Thanks, we are going to get him a bigger container. I cant even get the top off this plastic tank as it is so corroded on with water scale. When he starts to grow he will not fit thru the little slot at the top.
Already ,just in 2 days he has a bit of orange color in his tail. He is a real sweety., he has not yet savaged the plants i gave him but did enjoy a piece of algae tablet.
He has 2 small java ferns in with him a a little piece of hornwort.
Mousey


----------



## garfieldnfish (Jan 18, 2005)

One goldfish saved.


----------



## Niki2105 (Apr 12, 2005)

Im glad that the lucky fish found you and that you are willing to take care of him properly and get him a bigger tank and whatnot. Since you were given the fish and will be giving him a better home I would refuse to give him back if they decided they wanted him again, apparently they didnt take very good care of him the first time and i would bet he would end up dieing the second time around. Im sure the the fish is not allergic to water conditioner i have never heard of anything so rediculas. Like garfieldnfish said goldfish do change color, i have one that use to be a pretty orangy pink and it took a big growth spirt and is now all white. If the fish had lost all its scales and fins im sure it would have died even though both can grow back but if the fish was to lose all its fins at the same time im pretty sure it wouldnt be able to swim so it would have died.
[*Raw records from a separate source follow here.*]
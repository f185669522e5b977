//! Future-returning wrappers around the three bulk kernel primitives.
//!
//! Each wrapper enqueues a single kernel launch on the instance its index
//! space is bound to and hands back the completion-signal adapter's handle
//! for that instance, instead of making the caller fence.

mod engine;
mod policy;
mod reducer;

pub(crate) use policy::{advance, span};
pub use policy::{
    IndexSpace, Integral, IntoIndexSpace, MdRangePolicy, RangePolicy, TeamMember, TeamPolicy,
};
pub(crate) use reducer::Fold;
pub use reducer::{Max, Min, Prod, ReduceTarget, Reducer, ResultCell, Sum};

use crate::{
    error::Result,
    future::{Completion, signal_for},
    space::ExecutionSpace,
    view::{Arithmetic, MemorySpace},
};
use tracing::{debug, warn};

type IndexOf<P> = <<P as IntoIndexSpace>::Target as IndexSpace>::Index;

/// Launch `f` for every index of `policy` and return its completion.
pub fn parallel_for_async<P, F>(label: &str, policy: P, f: F) -> Completion
where
    P: IntoIndexSpace,
    F: Fn(IndexOf<P>) + Send + Sync + 'static,
{
    for_on(label, policy.into_index_space(), f)
}

pub(crate) fn for_on<I, F>(label: &str, index_space: I, f: F) -> Completion
where
    I: IndexSpace,
    F: Fn(I::Index) + Send + Sync + 'static,
{
    let instance = index_space.space().clone();
    debug!(
        space = <I::Space as ExecutionSpace>::NAME,
        instance = %instance.instance_id(),
        label,
        len = index_space.len(),
        "parallel_for"
    );
    instance.enqueue(
        label,
        Box::new(move || {
            engine::for_each(
                <I::Space as ExecutionSpace>::CAPABILITY.parallelism,
                index_space.len(),
                index_space.min_chunk(),
                |offset| f(index_space.index(offset)),
            );
        }),
    );
    signal_for(&instance)
}

/// Launch a reduction over `policy` and return its completion; the value
/// lands in `target` before the handle becomes ready.
///
/// `f(index, &mut partial)` folds one index into a worker's partial
/// result; partials are combined with `reducer`. If `target` lives in a
/// memory space the backend cannot copy into asynchronously, the launch
/// fences before returning and a warning is logged.
///
/// # Errors
/// [`Error::ResultExtent`](crate::Error::ResultExtent) when a view target
/// does not hold exactly one element.
pub fn parallel_reduce_async<P, V, R, F, D>(
    label: &str,
    policy: P,
    reducer: R,
    f: F,
    target: D,
) -> Result<Completion>
where
    P: IntoIndexSpace,
    V: Send + 'static,
    R: Reducer<V>,
    F: Fn(IndexOf<P>, &mut V) + Send + Sync + 'static,
    D: ReduceTarget<V>,
{
    reduce_on(label, policy.into_index_space(), reducer, f, target)
}

pub(crate) fn reduce_on<I, V, R, F, D>(label: &str, index_space: I, reducer: R, f: F, target: D) -> Result<Completion>
where
    I: IndexSpace,
    V: Send + 'static,
    R: Reducer<V>,
    F: Fn(I::Index, &mut V) + Send + Sync + 'static,
    D: ReduceTarget<V>,
{
    target.validate()?;
    let instance = index_space.space().clone();
    let blocking = copy_back_blocks::<I::Space>(target.memory_space());
    debug!(
        space = <I::Space as ExecutionSpace>::NAME,
        instance = %instance.instance_id(),
        label,
        len = index_space.len(),
        "parallel_reduce"
    );
    instance.enqueue(
        label,
        Box::new(move || {
            let value = engine::reduce(
                <I::Space as ExecutionSpace>::CAPABILITY.parallelism,
                index_space.len(),
                index_space.min_chunk(),
                &reducer,
                |offset, partial| f(index_space.index(offset), partial),
            );
            target.store(value);
        }),
    );
    if blocking {
        let required = <I::Space as ExecutionSpace>::CAPABILITY.reduce_result_space;
        warn!(
            space = <I::Space as ExecutionSpace>::NAME,
            label,
            ?required,
            "reduction result space forces a synchronous copy back"
        );
        instance.fence();
    }
    Ok(signal_for(&instance))
}

/// Launch a prefix scan over `policy` and return its completion; the total
/// lands in `total` (pass `()` to drop it).
///
/// `f(index, &mut partial, is_final)` adds the index's contribution to
/// `partial`. On the final pass `partial` holds the exclusive prefix on
/// entry, so writing it before adding yields an exclusive scan and writing
/// it after yields an inclusive one.
///
/// On some device backends a scan does not start until unrelated transform
/// kernels on other instances have finished. That ordering belongs to the
/// backend scheduler; the wrapper neither causes nor hides it.
///
/// # Errors
/// [`Error::ResultExtent`](crate::Error::ResultExtent) when a view target
/// does not hold exactly one element.
pub fn parallel_scan_async<P, T, F, D>(label: &str, policy: P, f: F, total: D) -> Result<Completion>
where
    P: IntoIndexSpace,
    T: Arithmetic,
    F: Fn(IndexOf<P>, &mut T, bool) + Send + Sync + 'static,
    D: ReduceTarget<T>,
{
    scan_on(label, policy.into_index_space(), f, total)
}

fn scan_on<I, T, F, D>(label: &str, index_space: I, f: F, total: D) -> Result<Completion>
where
    I: IndexSpace,
    T: Arithmetic,
    F: Fn(I::Index, &mut T, bool) + Send + Sync + 'static,
    D: ReduceTarget<T>,
{
    total.validate()?;
    let instance = index_space.space().clone();
    let blocking = copy_back_blocks::<I::Space>(total.memory_space());
    debug!(
        space = <I::Space as ExecutionSpace>::NAME,
        instance = %instance.instance_id(),
        label,
        len = index_space.len(),
        "parallel_scan"
    );
    instance.enqueue(
        label,
        Box::new(move || {
            let sum = engine::scan(
                <I::Space as ExecutionSpace>::CAPABILITY.parallelism,
                index_space.len(),
                |offset, partial, is_final| f(index_space.index(offset), partial, is_final),
            );
            total.store(sum);
        }),
    );
    if blocking {
        warn!(
            space = <I::Space as ExecutionSpace>::NAME,
            label, "scan total space forces a synchronous copy back"
        );
        instance.fence();
    }
    Ok(signal_for(&instance))
}

fn copy_back_blocks<S: ExecutionSpace>(target: Option<MemorySpace>) -> bool {
    S::CAPABILITY.async_completion
        && target.is_some_and(|space| !space.accepts_async_copy(S::CAPABILITY.reduce_result_space))
}

#[cfg(all(test, not(feature = "loom")))]
mod tests {
    use super::*;
    use crate::{
        space::{Serial, Threads},
        view::View,
    };

    #[test]
    fn for_on_inline_backends_is_ready_on_return() {
        let out = View::<u32>::new("out", 64);
        let done = parallel_for_async("fill", RangePolicy::new(Threads, 0..64), {
            let out = out.clone();
            move |i: usize| out.set(i, u32::try_from(i).unwrap() * 2)
        });
        assert!(done.is_ready());
        assert_eq!(out.get(63), 126);
    }

    #[test]
    fn reduce_into_view() {
        let result = View::<i64>::new("sum", 1);
        parallel_reduce_async(
            "sum",
            RangePolicy::new(Serial, 0..10),
            Sum,
            |i: usize, acc: &mut i64| *acc += i64::try_from(i).unwrap(),
            result.clone(),
        )
        .unwrap()
        .get()
        .unwrap();
        assert_eq!(result.get(0), 45);
    }

    #[test]
    fn reduce_rejects_wide_result_views() {
        let err = parallel_reduce_async(
            "bad",
            RangePolicy::new(Serial, 0..4),
            Max,
            |i: usize, acc: &mut usize| *acc = (*acc).max(i),
            View::<usize>::new("wide", 2),
        )
        .unwrap_err();
        assert_eq!(err, crate::Error::ResultExtent(2));
    }

    #[test]
    fn scan_with_discarded_total() {
        let out = View::<u64>::new("prefix", 5);
        parallel_scan_async(
            "prefix",
            RangePolicy::new(Threads, 0..5),
            {
                let out = out.clone();
                move |i: usize, partial: &mut u64, is_final: bool| {
                    *partial += 1;
                    if is_final {
                        out.set(i, *partial);
                    }
                }
            },
            (),
        )
        .unwrap()
        .wait();
        assert_eq!(out.to_vec(), vec![1, 2, 3, 4, 5]);
    }

    #[test]
    fn copy_back_blocking_rules() {
        assert!(!copy_back_blocks::<Threads>(Some(MemorySpace::Device)));
        assert!(!copy_back_blocks::<Serial>(None));
    }
}
use core::{str::FromStr, time::Duration};
use derive_more::Display;
use tracing::warn;

/// How a [`Stream`](crate::space::Stream) turns "all prior work finished"
/// into a ready [`Completion`](crate::future::Completion).
#[derive(Debug, Display, Clone, Copy, PartialEq, Eq, Hash)]
pub enum StreamCompletion {
    /// Record an event on the stream and let the device poller resolve the
    /// handle once the event fires. Lower overhead; the default.
    #[display("event")]
    Event,
    /// Enqueue a host callback that resolves the handle when the stream
    /// reaches it. Kept for comparison and diagnostics.
    #[display("callback")]
    Callback,
}

impl Default for StreamCompletion {
    fn default() -> Self {
        if cfg!(feature = "stream-callback") {
            Self::Callback
        } else {
            Self::Event
        }
    }
}

impl FromStr for StreamCompletion {
    type Err = String;

    fn from_str(s: &str) -> Result<Self, Self::Err> {
        match s.trim().to_ascii_lowercase().as_str() {
            "event" | "0" => Ok(Self::Event),
            "callback" | "1" => Ok(Self::Callback),
            other => Err(format!("unknown stream completion strategy `{other}`")),
        }
    }
}

/// Runtime knobs for the emulated device and instance pools.
///
/// `Config::default()` gives the build-time defaults; `Config::from_env()`
/// applies `KTB_*` overrides on top of them. The global stream device is
/// configured from the environment the first time it is touched.
#[derive(Debug, Clone, PartialEq, Eq)]
pub struct Config {
    /// Completion strategy for streams created by a device.
    pub stream_completion: StreamCompletion,
    /// Sleep between poller passes while events are pending.
    pub poll_interval: Duration,
    /// Upper bound on live streams per device, the default stream included.
    pub max_streams: usize,
    /// Number of instances an [`InstancePool`](crate::instance::InstancePool)
    /// allocates when built from a config.
    pub pool_instances: usize,
}

impl Default for Config {
    fn default() -> Self {
        Self {
            stream_completion: StreamCompletion::default(),
            poll_interval: Duration::from_micros(50),
            max_streams: 256,
            pool_instances: 10,
        }
    }
}

impl Config {
    /// Environment variable selecting [`StreamCompletion`].
    pub const ENV_STREAM_COMPLETION: &'static str = "KTB_STREAM_COMPLETION";
    /// Environment variable for the poll interval in microseconds.
    pub const ENV_POLL_INTERVAL_US: &'static str = "KTB_POLL_INTERVAL_US";
    /// Environment variable bounding the number of live streams.
    pub const ENV_MAX_STREAMS: &'static str = "KTB_MAX_STREAMS";
    /// Environment variable for the default pool size.
    pub const ENV_POOL_INSTANCES: &'static str = "KTB_POOL_INSTANCES";

    /// Defaults overridden by any `KTB_*` variables that are set.
    ///
    /// Unparseable values are logged and ignored.
    #[must_use]
    pub fn from_env() -> Self {
        Self::default().with_overrides(|key| std::env::var(key).ok())
    }

    /// Apply overrides from an arbitrary key lookup.
    #[must_use]
    pub fn with_overrides(mut self, lookup: impl Fn(&str) -> Option<String>) -> Self {
        if let Some(value) = parse(&lookup, Self::ENV_STREAM_COMPLETION) {
            self.stream_completion = value;
        }
        if let Some(micros) = parse::<u64>(&lookup, Self::ENV_POLL_INTERVAL_US) {
            self.poll_interval = Duration::from_micros(micros);
        }
        if let Some(value) = parse(&lookup, Self::ENV_MAX_STREAMS) {
            self.max_streams = value;
        }
        if let Some(value) = parse(&lookup, Self::ENV_POOL_INSTANCES) {
            self.pool_instances = value;
        }
        self
    }

    /// Set the stream completion strategy.
    #[must_use]
    pub fn with_stream_completion(mut self, strategy: StreamCompletion) -> Self {
        self.stream_completion = strategy;
        self
    }

    /// Set the poller interval.
    #[must_use]
    pub fn with_poll_interval(mut self, interval: Duration) -> Self {
        self.poll_interval = interval;
        self
    }

    /// Set the live stream limit.
    #[must_use]
    pub fn with_max_streams(mut self, max_streams: usize) -> Self {
        self.max_streams = max_streams;
        self
    }

    /// Set the default pool size.
    #[must_use]
    pub fn with_pool_instances(mut self, pool_instances: usize) -> Self {
        self.pool_instances = pool_instances;
        self
    }
}

fn parse<T>(lookup: &impl Fn(&str) -> Option<String>, key: &str) -> Option<T>
where
    T: FromStr,
    T::Err: core::fmt::Display,
{
    let raw = lookup(key)?;
    match raw.parse() {
        Ok(value) => Some(value),
        Err(err) => {
            warn!(key, value = %raw, %err, "ignoring invalid configuration override");
            None
        }
    }
}

#[cfg(test)]
mod tests {
    use super::*;
    use std::collections::HashMap;

    fn lookup(pairs: &[(&str, &str)]) -> impl Fn(&str) -> Option<String> {
        let map: HashMap<String, String> = pairs
            .iter()
            .map(|(k, v)| ((*k).to_owned(), (*v).to_owned()))
            .collect();
        move |key| map.get(key).cloned()
    }

    #[test]
    fn overrides_are_applied() {
        let config = Config::default().with_overrides(lookup(&[
            (Config::ENV_STREAM_COMPLETION, "callback"),
            (Config::ENV_POLL_INTERVAL_US, "10"),
            (Config::ENV_MAX_STREAMS, "4"),
            (Config::ENV_POOL_INSTANCES, "3"),
        ]));
        assert_eq!(config.stream_completion, StreamCompletion::Callback);
        assert_eq!(config.poll_interval, Duration::from_micros(10));
        assert_eq!(config.max_streams, 4);
        assert_eq!(config.pool_instances, 3);
    }

    #[test]
    fn invalid_overrides_keep_defaults() {
        let config = Config::default().with_overrides(lookup(&[
            (Config::ENV_STREAM_COMPLETION, "interrupt"),
            (Config::ENV_MAX_STREAMS, "many"),
        ]));
        assert_eq!(config, Config::default());
    }

    #[test]
    fn numeric_strategy_aliases() {
        assert_eq!("0".parse::<StreamCompletion>(), Ok(StreamCompletion::Event));
        assert_eq!(" Callback ".parse::<StreamCompletion>(), Ok(StreamCompletion::Callback));
    }
}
If i were you i would buy him a 10 gallon tank or a rubbermaid tub that would be that size or bigger for him and im sure that 50 degree water in the winter would be no problem. he might slow down some and you would have to feed him less but as long as the water wasnt so cold ice formed im sure it would be fine. Or if you were worried about it being too cold you could add a heater to the tank to keep it a warmer temp durring the winter, thats what i did.


----------



## garfieldnfish (Jan 18, 2005)

Fancy goldfish can't tolerate temps that low from what I have read. Comets and commons would be fine but the fancys have lost their hardiness a bit.
The java fern will be ok but if he developes a taste for grazing, the hornwort will take a beating. My goldfish love duckweed. I grow it in 3 different tanks to feed to them and my minnows and even so this stuff grows like crazy they have no problem keeping up with the supply. Cabomba is also a favorite grazing plants for goldfish. I always have a little salad bar in my 2 goldfish tanks.


----------



## Niki2105 (Apr 12, 2005)

My goldfish were fine when there tank went down to 55 degrees.. and i did say that if she was worried about the temp she could get a heater. I have heard about people keeping them in there ponds over the winter. Mousey if you have anyother questions or concerns try www.goldfishparadise.com they are very knowledgeable about goldfish and can help you alot.


----------



## x-Golden-Lucy-x (Jan 14, 2006)

If hes been in that 3 gallon tank for that long his growth will probably be stunted so he wont get big, he might manage a bit of growth if he is moved to a larger tank but as long as he is in there he isnt going to grow.


----------



## BlueMaxx (Jan 10, 2006)

My goldfish are in a barrel pond out side50 degrees if not cooler they are doing just fine.
Goldfish are fancy "carp" Nothing wrong with carp, just wouldn't want to eat one...but 50 is fine have a airiator for the little feller, I love orangas!! Ihad one for almost 3 years then he died. other then that glad he is home with you


----------



## x-Golden-Lucy-x (Jan 14, 2006)

Bluemaxx, you realise you are wey overstocked with 5 goldfish in a 20 gallon barrel?


----------



## mousey (Jan 18, 2005)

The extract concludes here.